Lynch later revealed that he was not anticipating Hannon asking him to lift the trophy with him.

===Reaction===
Limerick captain Declan Hannon speaking to RTÉ after the match said "It means everything to us".

Limerick manager John Kiely spoke to RTÉ after the match about how much it meant to make history with Limerick and how the panel almost governed itself in setting standards.

Kyle Hayes dedicated Limerick's third All-Ireland SHC title in a row to Cian Lynch, "the heart and soul of our team". Speaking to RTÉ Sport, Hayes said: "Anyone who knows Ciano personally, he's an absolute gentleman."

Kilkenny manager Brian Cody speaking to RTÉ after the match said "It was close for sure at the end. I think every Kilkenny person should be very, very proud of how the Kilkenny team performed."

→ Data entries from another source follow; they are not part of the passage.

use anyhow::{Result, anyhow};
use openscrape_web::browser::{CaptureRequest, PageCapture, PageCapturer};
use openscrape_web::{
    DenialReason, ExtractionConfig, RemoveClassNames, ScrapeError, ScrapeOptions, Scraper,
};
use std::sync::{Arc, Mutex};
use std::sync::atomic::{AtomicUsize, Ordering};
use std::time::Duration;
use url::Url;

const PAGE: &str = r#"<!DOCTYPE html>
<html>
  <head>
    <title>Fixture</title>
    <link rel="stylesheet" href="/site.css">
    <script src="/app.js"></script>
  </head>
  <body class="page">

    <!-- build 1234 -->
    <div class="ad promo" style="display:block">
      <p>Hello</p>
    </div>
    <iframe src="https://www.youtube.com/embed/abc123"></iframe>
  </body>
</html>"#;

/// What the fake saw; shared with the test after the capturer moves.
#[derive(Default)]
struct Probe {
    calls: AtomicUsize,
    last_request: Mutex<Option<CaptureRequest>>,
}

impl Probe {
    fn calls(&self) -> usize {
        self.calls.load(Ordering::SeqCst)
    }

    fn last_request(&self) -> Option<CaptureRequest> {
        self.last_request.lock().unwrap().clone()
    }
}

/// In-process stand-in for the browser.
struct FakeCapturer {
    html: String,
    probe: Arc<Probe>,
    delay: Option<Duration>,
    fail: bool,
    redirect_to: Option<Url>,
}

impl FakeCapturer {
    fn serving(html: &str) -> (Self, Arc<Probe>) {
        let probe = Arc::new(Probe::default());
        let fake = Self {
            html: html.to_string(),
            probe: Arc::clone(&probe),
            delay: None,
            fail: false,
            redirect_to: None,
        };
        (fake, probe)
    }
}

#[async_trait::async_trait]
impl PageCapturer for FakeCapturer {
    async fn capture(&self, request: &CaptureRequest) -> Result<PageCapture> {
        self.probe.calls.fetch_add(1, Ordering::SeqCst);
        *self.probe.last_request.lock().unwrap() = Some(request.clone());
        if let Some(delay) = self.delay {
            tokio::time::sleep(delay).await;
        }
        if self.fail {
            return Err(anyhow!("navigation failed: net::ERR_NAME_NOT_RESOLVED"));
        }
        Ok(PageCapture {
            url: Some(self.redirect_to.clone().unwrap_or_else(|| request.url.clone())),
            html: self.html.clone(),
            links: vec![
                "https://example.com/about".into(),
                "javascript:void(0)".into(),
                "".into(),
            ],
            images: vec!["https://example.com/logo.png".into(), "".into()],
            screenshot_png: request.screenshot.then(|| vec![0x89, b'P', b'N', b'G']),
        })
    }
}

fn full_options(url: &str) -> ScrapeOptions {
    ScrapeOptions {
        extract_text: true,
        extract_links: true,
        extract_images: true,
        screenshot: true,
        wait_for_selector: Some("main".into()),
        ..ScrapeOptions::new(url)
    }
}

#[tokio::test]
async fn denied_urls_never_reach_the_driver() {
    let (fake, probe) = FakeCapturer::serving(PAGE);
    let scraper = Scraper::new(fake);

    for (url, reason) in [
        ("http://127.0.0.1/admin", DenialReason::BlockedDomain),
        ("http://10.0.0.1/", DenialReason::PrivateAddress),
        ("file:///etc/passwd", DenialReason::BlockedProtocol),
        ("not a url", DenialReason::InvalidFormat),
    ] {
        let err = scraper.scrape(&full_options(url)).await.unwrap_err();
        assert!(
            matches!(err, ScrapeError::Denied(r) if r == reason),
            "{url}: {err}"
        );
    }
    assert_eq!(probe.calls(), 0);
}

#[tokio::test]
async fn allowed_url_is_captured_and_sanitized() {
    let (fake, probe) = FakeCapturer::serving(PAGE);
    let scraper = Scraper::new(fake);
    let mut options = full_options("https://example.com/page");
    options.extraction = ExtractionConfig {
        remove_class_names: RemoveClassNames::specific(["ad"]),
    };

    let result = scraper.scrape(&options).await.expect("scrape");
    assert_eq!(probe.calls(), 1);

    let request = probe.last_request().unwrap();
    assert_eq!(request.url.as_str(), "https://example.com/page");
    assert_eq!(request.wait_for_selector.as_deref(), Some("main"));
    assert!(request.screenshot && request.links && request.images);

    let text = result.text.expect("text requested");
    assert!(text.contains(r#"<div class="promo"><p>Hello</p></div>"#), "{text}");
    assert!(text.contains(r#"<body class="page">"#), "{text}");
    assert!(text.contains(
        r#"<a href="https://www.youtube.com/embed/abc123">[Video: https://www.youtube.com/embed/abc123]</a>"#
    ));
    for gone in ["<script", "<iframe", "stylesheet", "build 1234", "style=", "\n"] {
        assert!(!text.contains(gone), "{gone:?} survived in {text}");
    }

    assert_eq!(result.links, Some(vec!["https://example.com/about".to_string()]));
    assert_eq!(result.images, Some(vec!["https://example.com/logo.png".to_string()]));
    assert_eq!(result.screenshot_png.as_deref(), Some(&[0x89, b'P', b'N', b'G'][..]));
    assert_eq!(result.url, "https://example.com/page");
    assert!(result.timestamp.ends_with('Z'));
}

#[tokio::test]
async fn unrequested_outputs_are_absent() {
    let (fake, probe) = FakeCapturer::serving(PAGE);
    let scraper = Scraper::new(fake);

    let result = scraper
        .scrape(&ScrapeOptions::new("https://example.com/"))
        .await
        .expect("scrape");

    assert_eq!(probe.calls(), 1);
    assert!(result.text.is_none());
    assert!(result.links.is_none());
    assert!(result.images.is_none());
    assert!(result.screenshot_png.is_none());
}

#[tokio::test]
async fn all_classes_policy_strips_every_class() {
    let (fake, _probe) = FakeCapturer::serving(PAGE);
    let scraper = Scraper::new(fake);
    let mut options = ScrapeOptions::new("https://example.com/");
    options.extract_text = true;
    options.extraction.remove_class_names = RemoveClassNames::AllClasses;

    let text = scraper.scrape(&options).await.unwrap().text.unwrap();
    assert!(!text.contains("class="), "{text}");
    assert!(text.contains("<p>Hello</p>"));
}

#[tokio::test]
async fn driver_failures_surface_as_capture_errors() {
    let (mut fake, _probe) = FakeCapturer::serving(PAGE);
    fake.fail = true;
    let scraper = Scraper::new(fake);

    let err = scraper
        .scrape(&full_options("https://example.invalid/"))
        .await
        .unwrap_err();
    assert!(matches!(err, ScrapeError::Capture(_)));
    assert!(err.to_string().contains("ERR_NAME_NOT_RESOLVED"));
}

#[tokio::test(start_paused = true)]
async fn slow_pages_hit_the_deadline() {
    let (mut fake, _probe) = FakeCapturer::serving(PAGE);
    fake.delay = Some(Duration::from_secs(120));
    let scraper = Scraper::new(fake).with_page_timeout(Duration::from_secs(5));

    let err = scraper
        .scrape(&full_options("https://example.com/slow"))
        .await
        .unwrap_err();
    assert!(matches!(err, ScrapeError::Timeout(d) if d == Duration::from_secs(5)));
}

#[tokio::test]
async fn redirects_into_private_addresses_are_denied() {
    let (mut fake, probe) = FakeCapturer::serving(PAGE);
    fake.redirect_to = Some(Url::parse("http://169.254.169.254/latest/meta-data/").unwrap());
    let scraper = Scraper::new(fake);

    let err = scraper
        .scrape(&full_options("https://example.com/redirect"))
        .await
        .unwrap_err();
    assert_eq!(probe.calls(), 1);
    assert!(matches!(err, ScrapeError::Denied(DenialReason::PrivateAddress)));
}

#[tokio::test]
async fn redirects_to_public_pages_are_kept() {
    let (mut fake, _probe) = FakeCapturer::serving(PAGE);
    fake.redirect_to = Some(Url::parse("https://www.example.com/landing").unwrap());
    let scraper = Scraper::new(fake);

    let result = scraper
        .scrape(&full_options("https://example.com/redirect"))
        .await
        .expect("scrape");
    assert_eq!(result.url, "https://example.com/redirect");
    assert!(result.text.is_some());
}
pub mod driver;
pub mod page;
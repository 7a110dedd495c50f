use anyhow::{Context, Result};
use fantoccini::{Client, Locator};
use std::time::Duration;
use tracing::debug;

/// Every anchor's resolved `href` property, in document order.
const LINKS_SCRIPT: &str = r#"
    return Array.from(document.querySelectorAll("a")).map((a) => a.href || "");
"#;

/// Every image's resolved `src` property, in document order.
const IMAGES_SCRIPT: &str = r#"
    return Array.from(document.querySelectorAll("img")).map((img) => img.src || "");
"#;

/// A loaded page in the driver's browser session.
pub struct OpenscrapePage {
    pub(crate) client: Client,
    pub(crate) wait_timeout: Duration,
}

impl OpenscrapePage {
    /// Construct a page wrapper around an existing WebDriver client.
    pub fn new(client: Client, wait_timeout: Duration) -> Self {
        Self {
            client,
            wait_timeout,
        }
    }

    /// Navigate to `url`; returns after the session's page-load strategy is satisfied.
    pub async fn goto(&mut self, url: &str) -> Result<()> {
        debug!(target: "browser.page", %url, "navigating");
        self.client
            .goto(url)
            .await
            .with_context(|| format!("navigation to {url} failed"))?;
        Ok(())
    }

    /// Block until an element matching `selector` is present.
    pub async fn wait_for_selector(&self, selector: &str) -> Result<()> {
        debug!(target: "browser.page", %selector, "waiting for selector");
        self.client
            .wait()
            .at_most(self.wait_timeout)
            .for_element(Locator::Css(selector))
            .await
            .with_context(|| format!("selector `{selector}` never appeared"))?;
        Ok(())
    }

    /// Return the full page HTML source.
    pub async fn get_content(&self) -> Result<String> {
        self.client.source().await.map_err(anyhow::Error::msg)
    }

    /// Return the current page URL.
    pub async fn get_url(&self) -> Result<String> {
        self.client
            .current_url()
            .await
            .map(|url| url.to_string())
            .map_err(anyhow::Error::msg)
    }

    /// PNG screenshot of the current viewport.
    pub async fn screenshot(&self) -> Result<Vec<u8>> {
        debug!(target: "browser.page", "taking screenshot");
        self.client
            .screenshot()
            .await
            .context("screenshot capture failed")
    }

    /// Raw `href` of every anchor, unfiltered.
    pub async fn collect_links(&self) -> Result<Vec<String>> {
        self.collect_strings(LINKS_SCRIPT).await
    }

    /// Raw `src` of every image, unfiltered.
    pub async fn collect_images(&self) -> Result<Vec<String>> {
        self.collect_strings(IMAGES_SCRIPT).await
    }

    async fn collect_strings(&self, script: &str) -> Result<Vec<String>> {
        let value = self.client.execute(script, vec![]).await?;
        let items: Vec<Option<String>> =
            serde_json::from_value(value).context("page script returned a non-string list")?;
        Ok(items.into_iter().map(Option::unwrap_or_default).collect())
    }
}
//! Shared observability helpers for binaries and integration tests.
//!
//! Every binary emits into the same daily-rolling file sink. Call
//! [`init_logging`] once near process start; additional callers are treated
//! as no-ops and simply receive the resolved log file path.

use std::path::{Path, PathBuf};
use std::sync::OnceLock;

use anyhow::Context;
use chrono::Local;
use serde::{Deserialize, Serialize};
use tracing_appender::non_blocking::WorkerGuard;
use tracing_appender::rolling;
use tracing_subscriber::{fmt, layer::SubscriberExt, util::SubscriberInitExt, EnvFilter};

use crate::LogLevel;

static LOG_GUARD: OnceLock<WorkerGuard> = OnceLock::new();
static LOG_PATH: OnceLock<PathBuf> = OnceLock::new();

/// Environment variable consulted when no explicit log directory is set.
pub const LOG_DIR_ENV: &str = "OPENSCRAPE_LOG_DIR";

/// Output encoding for structured logs.
#[derive(Debug, Clone, Copy, Default, PartialEq, Eq, Serialize, Deserialize)]
#[serde(rename_all = "lowercase")]
pub enum LogFormat {
    #[default]
    Text,
    Json,
}

/// Configuration passed to [`init_logging`].
#[derive(Debug, Clone)]
pub struct LogConfig {
    /// Logical name of the component (used for defaults and file names).
    pub app_name: &'static str,
    /// Optional explicit directory for log output. If `None`, we consult
    /// `OPENSCRAPE_LOG_DIR` and finally fall back to `~/.local/share/<app_name>`.
    pub log_dir: Option<PathBuf>,
    /// Whether to duplicate events to `stderr` in addition to the file sink.
    pub emit_stderr: bool,
    /// Preferred log encoding.
    pub format: LogFormat,
    /// Threshold applied when `RUST_LOG` is unset.
    pub level: LogLevel,
}

impl Default for LogConfig {
    fn default() -> Self {
        Self {
            app_name: "openscrape",
            log_dir: None,
            emit_stderr: false,
            format: LogFormat::Text,
            level: LogLevel::Info,
        }
    }
}

/// Initialise the global `tracing` subscriber.
///
/// Returns the concrete log file path for the current day. Subsequent calls
/// are cheap and simply hand back the originally resolved location.
pub fn init_logging(config: LogConfig) -> anyhow::Result<PathBuf> {
    if let Some(path) = LOG_PATH.get() {
        return Ok(path.clone());
    }

    let resolved_dir = resolve_log_dir(config.app_name, config.log_dir.as_deref());
    std::fs::create_dir_all(&resolved_dir)
        .with_context(|| format!("failed to create log directory: {}", resolved_dir.display()))?;

    let log_filename = format!("{}.log", config.app_name);
    let today = Local::now().format("%Y-%m-%d").to_string();
    let full_path = resolved_dir.join(format!("{log_filename}.{today}"));

    let appender = rolling::daily(&resolved_dir, &log_filename);
    let (writer, guard) = tracing_appender::non_blocking(appender);
    let _ = LOG_GUARD.set(guard);

    let env_filter = EnvFilter::try_from_default_env()
        .unwrap_or_else(|_| EnvFilter::new(config.level.as_filter()));

    match (config.format, config.emit_stderr) {
        (LogFormat::Text, false) => {
            tracing_subscriber::registry()
                .with(env_filter)
                .with(fmt::layer().with_writer(writer).with_ansi(false))
                .try_init()
                .map_err(|e| anyhow::anyhow!("tracing setup failed: {e}"))?;
        }
        (LogFormat::Text, true) => {
            tracing_subscriber::registry()
                .with(env_filter)
                .with(fmt::layer().with_writer(writer).with_ansi(false))
                .with(fmt::layer().with_writer(std::io::stderr))
                .try_init()
                .map_err(|e| anyhow::anyhow!("tracing setup failed: {e}"))?;
        }
        (LogFormat::Json, false) => {
            tracing_subscriber::registry()
                .with(env_filter)
                .with(fmt::layer().json().with_writer(writer))
                .try_init()
                .map_err(|e| anyhow::anyhow!("tracing setup failed: {e}"))?;
        }
        (LogFormat::Json, true) => {
            tracing_subscriber::registry()
                .with(env_filter)
                .with(fmt::layer().json().with_writer(writer))
                .with(fmt::layer().json().with_writer(std::io::stderr))
                .try_init()
                .map_err(|e| anyhow::anyhow!("tracing setup failed: {e}"))?;
        }
    }

    let _ = LOG_PATH.set(full_path.clone());
    Ok(full_path)
}

fn resolve_log_dir(app_name: &str, explicit: Option<&Path>) -> PathBuf {
    if let Some(dir) = explicit {
        return expand_home(dir);
    }

    if let Ok(env_dir) = std::env::var(LOG_DIR_ENV) {
        return expand_home(Path::new(&env_dir));
    }

    default_data_dir(app_name)
}

fn expand_home(path: &Path) -> PathBuf {
    if let Some(rest) = path.to_str().and_then(|s| s.strip_prefix("~/")) {
        if let Ok(home) = std::env::var("HOME") {
            return PathBuf::from(home).join(rest);
        }
    }
    path.to_path_buf()
}

fn default_data_dir(app_name: &str) -> PathBuf {
    if let Ok(home) = std::env::var("HOME") {
        PathBuf::from(home)
            .join(".local")
            .join("share")
            .join(app_name)
    } else {
        PathBuf::from(".").join(app_name)
    }
}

Highlights of the final were shown on The Sunday Game programme which aired at 9:30pm that night on RTÉ2 and was presented by Des Cahill with match analysis from Jackie Tyrrell, Brendan Cummins, Donal Óg Cusack, Davy Fitzgerald, Shane Dowling and Ursula Jacob. On the man of the match award shortlist were Gearóid Hegarty, Kyle Hayes and Diarmaid Byrnes with Gearóid Hegarty winning the award which was presented by GAA president Larry McCarthy at the post match Limerick function at the Clayton Burlington Hotel in Dublin.

===Celebrations===
The Limerick team returned home the day after the final where the homecoming event was held at Gaelic Grounds, with the team arriving around 7pm. Shortly after 5pm, an estimated 40,000 people turned out to see the team and fans lined a route on an open-top bus from Colbert Rail Station where the team arrived through Mallow Street, O'Connell Street, Sarsfield Bridge and out to the Ennis Road to the Gaelic Grounds which was packed by 45,000.
Entertainment and a concert celebration commenced at 5pm at the Gaelic Grounds in which Denise Chaila, along with MuRli and God Knows, performing together as Narolane, led a stellar line-up of music acts including Emma Langford and Moncrieff.

Limerick manager Kiely revealed that Kyle Hayes and David Reidy were fitness doubts until one hour before the game. Aaron Gillane later revealed that rumours circulating about his fitness were partially true after injuring his knee while clearing a soccer ball out of the way of a frisbee.

==Matchday programme controversy==
The GAA issued an apology after forgetting to include Clare in the matchday programme's "roll of honour section".